AS03-adjuvanted chimeric HA-based influenza vaccine induces long-lived stalk-specific plasma cells in bone marrow and lymph nodes of non-human primates

Current influenza vaccines face challenges due to antigenic evolution of the circulating virus and waning immunity in humans. Here, we investigated the durability of humoral immunity induced by an AS03-adjuvanted chimeric hemagglutinin (cHA) based influenza vaccine in non-human primates (NHPs). Two groups of NHPs (n=7 or 8) received two doses of a seasonal quadrivalent influenza vaccine (QIV) on weeks 0 and 4, followed by sequential immunization with split virus cHA vaccines cH8/1N1 (week 21), and cH5/1N1 (weeks 33 and 94). One group received cHA immunizations with AS03 adjuvant. We monitored serum antibodies and long-lived plasma cells in bone marrow for nearly 2 years after the final vaccination. The seasonal QIV vaccine induced poor HA stalk-specific antibodies and failed to give rise to detectable long-lived plasma cells in bone marrow.

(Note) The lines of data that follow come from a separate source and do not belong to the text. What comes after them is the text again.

//! Embedded grid templates
//!
//! Handlebars sources for every generated file. Twig expressions in the view
//! are written as `\{{` so handlebars leaves them alone.

/// Grid definition factory class
pub const DEFINITION_FACTORY_TEMPLATE: &str = r"<?php

declare(strict_types=1);

namespace {{namespace}};

use PrestaShop\PrestaShop\Core\Grid\Column\ColumnCollection;
use PrestaShop\PrestaShop\Core\Grid\Column\ColumnCollectionInterface;
use PrestaShop\PrestaShop\Core\Grid\Column\Type\DataColumn;
use PrestaShop\PrestaShop\Core\Grid\Definition\Factory\AbstractGridDefinitionFactory;
use PrestaShop\PrestaShop\Core\Grid\Filter\FilterCollection;
use PrestaShop\PrestaShop\Core\Grid\Filter\FilterCollectionInterface;

final class {{class_name}} extends AbstractGridDefinitionFactory
{
    public const GRID_ID = '{{grid_id}}';

    protected function getId(): string
    {
        return self::GRID_ID;
    }

    protected function getName(): string
    {
        return $this->trans('{{grid_name}}', [], '{{translation_domain}}');
    }

    protected function getColumns(): ColumnCollectionInterface
    {
        return (new ColumnCollection())
{{#each columns}}
            ->add((new DataColumn('{{field}}'))
                ->setName($this->trans('{{title}}', [], '{{../translation_domain}}'))
                ->setOptions([
                    'field' => '{{field}}',
                ])
            )
{{/each}}
        ;
    }

    protected function getFilters(): FilterCollectionInterface
    {
        return new FilterCollection();
    }
}
";

/// Search filters class
pub const FILTERS_TEMPLATE: &str = r"<?php

declare(strict_types=1);

namespace {{namespace}};

use {{definition_factory_class}};
use PrestaShop\PrestaShop\Core\Search\Filters;

final class {{class_name}} extends Filters
{
    protected $filterId = {{definition_factory_name}}::GRID_ID;

    /**
     * {@inheritdoc}
     */
    public static function getDefaults()
    {
        return [
            'limit' => 10,
            'offset' => 0,
            'orderBy' => '{{primary_key}}',
            'sortOrder' => 'asc',
            'filters' => [],
        ];
    }
}
";

/// Doctrine query builder class
pub const QUERY_BUILDER_TEMPLATE: &str = r"<?php

declare(strict_types=1);

namespace {{namespace}};

use Doctrine\DBAL\Connection;
use Doctrine\DBAL\Query\QueryBuilder;
use PrestaShop\PrestaShop\Core\Grid\Query\AbstractDoctrineQueryBuilder;
use PrestaShop\PrestaShop\Core\Grid\Search\SearchCriteriaInterface;

final class {{class_name}} extends AbstractDoctrineQueryBuilder
{
    /**
     * @var int
     */
    private $contextLangId;

    /**
     * @var int
     */
    private $contextShopId;

    public function __construct(Connection $connection, string $dbPrefix, int $contextLangId, int $contextShopId)
    {
        parent::__construct($connection, $dbPrefix);

        $this->contextLangId = $contextLangId;
        $this->contextShopId = $contextShopId;
    }

    public function getSearchQueryBuilder(SearchCriteriaInterface $searchCriteria): QueryBuilder
    {
        $qb = $this->getQueryBuilder($searchCriteria->getFilters());
        $qb->select('{{select_statement}}')
            ->orderBy($searchCriteria->getOrderBy(), $searchCriteria->getOrderWay())
            ->setFirstResult($searchCriteria->getOffset())
            ->setMaxResults($searchCriteria->getLimit());

        return $qb;
    }

    public function getCountQueryBuilder(SearchCriteriaInterface $searchCriteria): QueryBuilder
    {
        $qb = $this->getQueryBuilder($searchCriteria->getFilters());
        $qb->select('COUNT({{table_alias}}.{{primary_key}})');

        return $qb;
    }

    private function getQueryBuilder(array $filters): QueryBuilder
    {
        $qb = $this->connection
            ->createQueryBuilder()
            ->from($this->dbPrefix . '{{table_name}}', '{{table_alias}}');

        foreach ($filters as $name => $value) {
            $qb->andWhere('{{table_alias}}.`' . $name . '` LIKE :' . $name)
                ->setParameter($name, '%' . $value . '%');
        }

        return $qb;
    }
}
";

/// Empty admin controller, the index action is appended afterwards
pub const CONTROLLER_TEMPLATE: &str = r"<?php

declare(strict_types=1);

namespace {{namespace}};

use PrestaShopBundle\Controller\Admin\FrameworkBundleAdminController;

class {{class_name}} extends FrameworkBundleAdminController
{
}
";

/// Index action member, appended to new or existing controllers
pub const INDEX_ACTION_TEMPLATE: &str = r"    /**
     * Lists {{grid_name_lower}} in a grid.
     */
    public function {{action_name}}({{filters_type}} $filters): {{response_type}}
    {
        $gridFactory = $this->get('{{grid_factory_service}}');
        $grid = $gridFactory->getGrid($filters);

        return $this->render('{{view_reference}}', [
            'enableSidebar' => true,
            'layoutTitle' => $this->trans('{{grid_name}}', '{{translation_domain}}'),
            'grid' => $this->presentGrid($grid),
        ]);
    }";

/// Grid index view
pub const INDEX_VIEW_TEMPLATE: &str = r"{% extends '@PrestaShop/Admin/layout.html.twig' %}

{% block content %}
  <div class='row'>
    <div class='col'>
      \{{ include('@PrestaShop/Admin/Common/Grid/grid_panel.html.twig', {'grid': grid}) }}
    </div>
  </div>
{% endblock %}

{% block javascripts %}
  \{{ parent() }}

  <script src='\{{ asset('themes/new-theme/public/{{grid_id}}.bundle.js') }}'></script>
{% endblock %}
";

In contrast, cHA vaccines significantly induced stalk-specific antibody responses. Importantly, the addition of AS03 enhanced both the magnitude and durability of humoral immunity by establishing the persistence of long-lived plasma cells in the bone marrow and lymph nodes for nearly 2 years. Passive transfer of NHP serum provided protection against challenge with heterologous influenza A virus strains in mice. This study highlights the potential of the AS03-adjuvanted chimeric HA vaccine strategy to provide durable and broadly protective humoral immunity. Overall design: Ten male Rhesus macaques were innoculated with cH5/1N1, five in an un-adjuvanted group and 5 adjuvanted with AS03, following a common immunization with QIV. Blood samples were collected at Days 0, 1, 2, 4 and 7 post-innoculation for RNA-Seq analysis.